Without reading flamewars: for years I had 2 Linuxes installed, the layout was similar:
partition 1 for system A
partition 2 for system B
partition 3 for home and data.
When I used system A for everday usage, system B was for experimenting, and possibly ruining.
When I planned a “distro hop”, I installed the new distro to the system B, and when it got my everyday system, it took the status of system A, so the other partition started to be for the experimental things.
Since I completely moved to Debian, I just feel familiar, comfortable, and I rely on it, I don’t need a secondary system anymore.
Do you feel the same with your current Linux installation?
If yes, just delete the unmounted (currently unused) partition, and then run an update-grub.
(Edit: just thinking a bit more… maybe, it’ll be good to reinstall GRUB from the system you are running:
sudo grub-install /dev/sdX where sdX is your disk that holds GRUB currently)

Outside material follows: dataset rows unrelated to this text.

//! # Gateway Core
//!
//! Ties channels, broker and system collaborators together.
//!
//! ## Task Layout
//!
//! ```text
//!                 ┌──────────────┐   BrokerEvent    ┌─────────────┐
//!                 │  MqttHandler │ ───────────────► │ Supervisor  │──► fan-out
//!                 └──────────────┘                  └─────────────┘
//!                        ▲                             │ spawns once
//!   host ◄──► Channel ──► Dispatcher (one per channel) ◄┘
//!                                   │
//!                        SubscriptionRegistry
//! ```
//!
//! The supervisor is the only task that writes [`Connectivity`]; the Wi-Fi
//! watcher it spawns shares that role. Dispatchers only read it.
//!
//! ## Startup Ordering
//!
//! connect → replay registry → BROKER_OK → RUNNING → dispatchers. Dispatchers
//! are started after the first successful connect and never restarted; a
//! dispatcher ends only when its channel is stopped.

pub mod connectivity;
pub mod dispatcher;
pub mod supervisor;

pub use connectivity::Connectivity;
pub use dispatcher::Dispatcher;
pub use supervisor::{Supervisor, SupervisorSettings};

use std::sync::Arc;

use crate::channel::Channel;
use crate::mqtt::{BrokerClient, SharedRegistry};
use crate::system::{Indicator, MemoryProbe, NetworkMonitor, Restarter, TimeSource};

/// Handles shared by every gateway task
#[derive(Clone)]
pub struct Gateway {
    pub channels: Vec<Arc<dyn Channel>>,
    pub broker: Arc<dyn BrokerClient>,
    pub registry: SharedRegistry,
    pub network: Arc<dyn NetworkMonitor>,
    pub clock: Arc<dyn TimeSource>,
    pub memory: Arc<dyn MemoryProbe>,
    pub wifi_led: Arc<dyn Indicator>,
    pub restarter: Arc<dyn Restarter>,
}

The boot menu entry for the system was on the deleted partition will vanish.
So you will have an unallocated space on your disk.
Boot up a live image (installer pendrive) and run GParted from there.
Increase the size of your neighboring partitions to take advantage of the disk space.
I’d assign the freed up space to /home, but it’s up to you, how you decide.
You can make more complex partition movements, resizes if it’s needed, if you do such thing, you can do it, not a rocket science. Just be very cautios: if you delete a partition, double check if you really delete which you intend to delete…
Having a backup of all your important data is always the best to have, so if you make a mistake, still you will have your data.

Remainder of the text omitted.